Source JO N° 1252 of November 30, 2011 Page 4 Article 11: Realization of Security After the expiration of the formal demand period and in the absence of an agreement between the parties, the bank or financial institution may request that the competent court order the realization of security when its debt is secured by a mortgage or pledge. The President of the competent court rules on the realization of security according to expedited procedures. Article 12: Auction Sale When the court orders the realization of security, the creditor may proceed to auction the pledged or mortgaged property via a bailiff's deed; the initial bid amount cannot be lower than that of the mortgage or pledge. Article 13: Bid Time Limits If the property put up for sale finds no buyer, the President of the competent court orders a second bid within 15 (fifteen) to 30 (thirty) days. If the second auction remains unsuccessful, the mortgaged property is awarded to the bank or financial institution at its mortgage or pledge value. CHAPTER III: EFFECTS OF THE DEBT RECOVERY PROCEDURE Article 14: Body Attachment (Contrainte par corps) When the execution of a judgment against a debtor proves impossible because his property could not be identified or obstacles prevent execution, body attachment may be ordered against him. Article 15: Fraud/Deceit When the non-repayment of credit granted by a bank or financial institution is accompanied by the debtor's bad faith, the latter may be prosecuted for fraud notwithstanding recovery proceedings. The same sanctions are applied to accomplices of these acts. Article 16: Banker Complicity Managers and employees of banks and financial institutions may be criminally prosecuted if it is established that they are accomplices to debtors acting in bad faith. Article 17: Credit Ban Any debtor listed on the frozen debts list of the banking system published by the Central Bank of Mauritania cannot benefit from bank credits until his debts, attested by the Central Bank of Mauritania, are repaid.

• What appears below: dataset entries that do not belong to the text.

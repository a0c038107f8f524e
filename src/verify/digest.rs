//! Streaming content digest

use std::io;
use std::path::Path;
use tokio::fs as afs;
use tokio::io::AsyncReadExt;

/// BLAKE3 digest of a file read in `chunk_size` blocks, lowercase hex
pub async fn digest_file(path: &Path, chunk_size: usize) -> io::Result<String> {
	let mut file = afs::File::open(path).await?;
	let mut hasher = blake3::Hasher::new();
	let mut buf = vec![0u8; chunk_size.max(1)];

	loop {
		let n = file.read(&mut buf).await?;
		if n == 0 {
			break;
		}
		hasher.update(&buf[..n]);
	}

	Ok(hasher.finalize().to_hex().to_string())
}

/// Compare two hex digests ignoring case
///
/// Anything that is not valid hex never compares equal.
pub fn digests_equal(a: &str, b: &str) -> bool {
	match (hex::decode(a.trim()), hex::decode(b.trim())) {
		(Ok(a), Ok(b)) => !a.is_empty() && a == b,
		_ => false,
	}
}


// vim: ts=4
//! Path validation functions
//!
//! Ledger keys are relative paths inside a Segment Store. A key that is
//! absolute or climbs out with `..` would let a hand-edited ledger line point
//! the Retention Manager at a file outside the store, so every key is checked
//! before it is trusted.

use std::path::{Component, Path};

use super::ValidationError;

/// Check if a path is safe (no parent directory references)
pub fn is_path_safe(path: &Path) -> bool {
	!path.components().any(|c| matches!(c, Component::ParentDir))
}

/// Validate a path is safe
pub fn validate_path_safe(path: &Path) -> Result<(), ValidationError> {
	if !is_path_safe(path) {
		return Err(ValidationError::PathError(
			"Path contains parent directory reference (..)".to_string(),
		));
	}
	Ok(())
}

/// Validate that path is relative (not absolute)
pub fn validate_path_relative(path: &Path) -> Result<(), ValidationError> {
	if path.is_absolute() {
		return Err(ValidationError::PathError(format!(
			"Path must be relative, got absolute path: {:?}",
			path
		)));
	}
	Ok(())
}

/// Validate a string used as a ledger key
///
/// The key must be non-empty, fit on one ledger line without surrounding
/// whitespace, be relative, and not escape the root it is joined to.
pub fn validate_segment_key(key: &str) -> Result<(), ValidationError> {
	if key.trim().is_empty() {
		return Err(ValidationError::PathError("Segment path is empty".to_string()));
	}
	if key.trim() != key {
		return Err(ValidationError::PathError(format!(
			"Segment path has leading or trailing whitespace: {:?}",
			key
		)));
	}
	if key.contains('\n') || key.contains('\r') {
		return Err(ValidationError::PathError(format!(
			"Segment path contains a line break: {:?}",
			key
		)));
	}
	let path = Path::new(key);
	validate_path_relative(path)?;
	validate_path_safe(path)
}

/// Render a relative path as a ledger key (forward slashes, no leading `./`)
///
/// `None` when a component is not valid UTF-8; such a file has no ledger key.
pub fn segment_key(rel: &Path) -> Option<String> {
	let mut parts = Vec::new();
	for component in rel.components() {
		if let Component::Normal(part) = component {
			parts.push(part.to_str()?);
		}
	}
	Some(parts.join("/"))
}

#[cfg(test)]
mod tests {
	use super::*;

	#[test]
	fn test_is_path_safe_normal() {
		assert!(is_path_safe(Path::new("seg.wav")));
		assert!(is_path_safe(Path::new("2025/01/seg.wav")));
	}

	#[test]
	fn test_is_path_safe_with_parent() {
		assert!(!is_path_safe(Path::new("../seg.wav")));
		assert!(!is_path_safe(Path::new("a/../../seg.wav")));
	}

	#[test]
	fn test_validate_segment_key_ok() {
		assert!(validate_segment_key("seg_20250101_000000.wav").is_ok());
		assert!(validate_segment_key("day1/seg_20250101_000000.wav").is_ok());
	}

	#[test]
	fn test_validate_segment_key_rejects_escapes() {
		assert!(validate_segment_key("/etc/passwd").is_err());
		assert!(validate_segment_key("../outside.wav").is_err());
		assert!(validate_segment_key("").is_err());
		assert!(validate_segment_key("a\nb.wav").is_err());
	}

	#[test]
	fn test_validate_segment_key_rejects_surrounding_whitespace() {
		assert!(validate_segment_key(" seg_20250101_000000.wav").is_err());
		assert!(validate_segment_key("seg_20250101_000000.wav\t").is_err());
		assert!(validate_segment_key("take 1.wav").is_ok());
	}

	#[test]
	fn test_segment_key_normalizes() {
		assert_eq!(segment_key(Path::new("./day1/seg.wav")).as_deref(), Some("day1/seg.wav"));
		assert_eq!(segment_key(Path::new("seg.wav")).as_deref(), Some("seg.wav"));
	}

	#[cfg(unix)]
	#[test]
	fn test_segment_key_refuses_non_utf8() {
		use std::ffi::OsStr;
		use std::os::unix::ffi::OsStrExt;

		let name = OsStr::from_bytes(b"seg_\xff.wav");
		assert_eq!(segment_key(Path::new(name)), None);
		assert_eq!(segment_key(&Path::new("day1").join(name)), None);
	}
}

// vim: ts=4
//! # segrelay - verified replication of recorded audio segments
//!
//! A recorder writes hour-long segment files into a local store. segrelay
//! moves finished segments down a chain of nodes (recording node → relay →
//! archive disk), checks every copy against the source by content digest,
//! and only then lets the recording node reclaim space. Progress is kept in
//! two append-only ledgers per node, so a crash or power cut at any point is
//! recovered by simply running the next cycle.
//!
//! ## Quick Start
//!
//! ```rust,ignore
//! use segrelay::config::Config;
//! use segrelay::pipeline::Pipeline;
//!
//! #[tokio::main]
//! async fn main() -> Result<(), Box<dyn std::error::Error>> {
//!     let config = Config::load("/etc/segrelay.toml".as_ref())?;
//!     let mut pipeline = Pipeline::new(config).await?;
//!     pipeline.ensure_available().await?;
//!     let report = pipeline.run_cycle().await;
//!     println!("Transferred {} segments", report.transferred.len());
//!     Ok(())
//! }
//! ```

pub mod config;
pub mod detector;
pub mod error;
pub mod gate;
pub mod ledger;
pub mod logging;
pub mod pipeline;
pub mod retention;
pub mod serve;
pub mod shutdown;
pub mod state;
pub mod transfer;
pub mod types;
pub mod validation;
pub mod verify;

// Re-export commonly used types and functions
pub use config::{Config, Role};
pub use error::{ExchangeError, GateError, LedgerError, RelayError, TransferError};
pub use pipeline::Pipeline;
pub use types::{Completeness, CycleOutcome, CycleReport, Segment, SegmentState, Verdict};

// vim: ts=4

Source JO N° 1252 of November 30, 2011 Page 5 Article 18: Means of Proof The following means of proof, presented by banks, are valid until proven otherwise: • Agreement/Contract, • Account Statement • Check • Transfer Order • Promissory Note • Swift Transfer. CHAPTER IV: SALARY Domiciliation Article 19: Effect of Domiciliation Any employer, natural or legal person, who signs an irrevocable salary domiciliation for his employee in favor of a bank or financial institution, is bound to respect said domiciliation. Article 20: Bank Compensation In case of non-compliance by the employer with the irrevocable salary domiciliation, he is required to pay to the bank or financial institution all sums that should have been paid in accordance with said domiciliation. Article 21: Modification of Salary Domiciliation The employer may not accept any modification to the irrevocable salary domiciliation agreement without first receiving written consent from the Bank or financial institution. Article 22: Payment of Indemnities In case of dismissal, voluntary departure of the employee, or termination of the employment contract for any other cause, the domiciliary bank or financial institution is notified by the employer, who is required to pay any applicable indemnities in accordance with the irrevocable salary domiciliation.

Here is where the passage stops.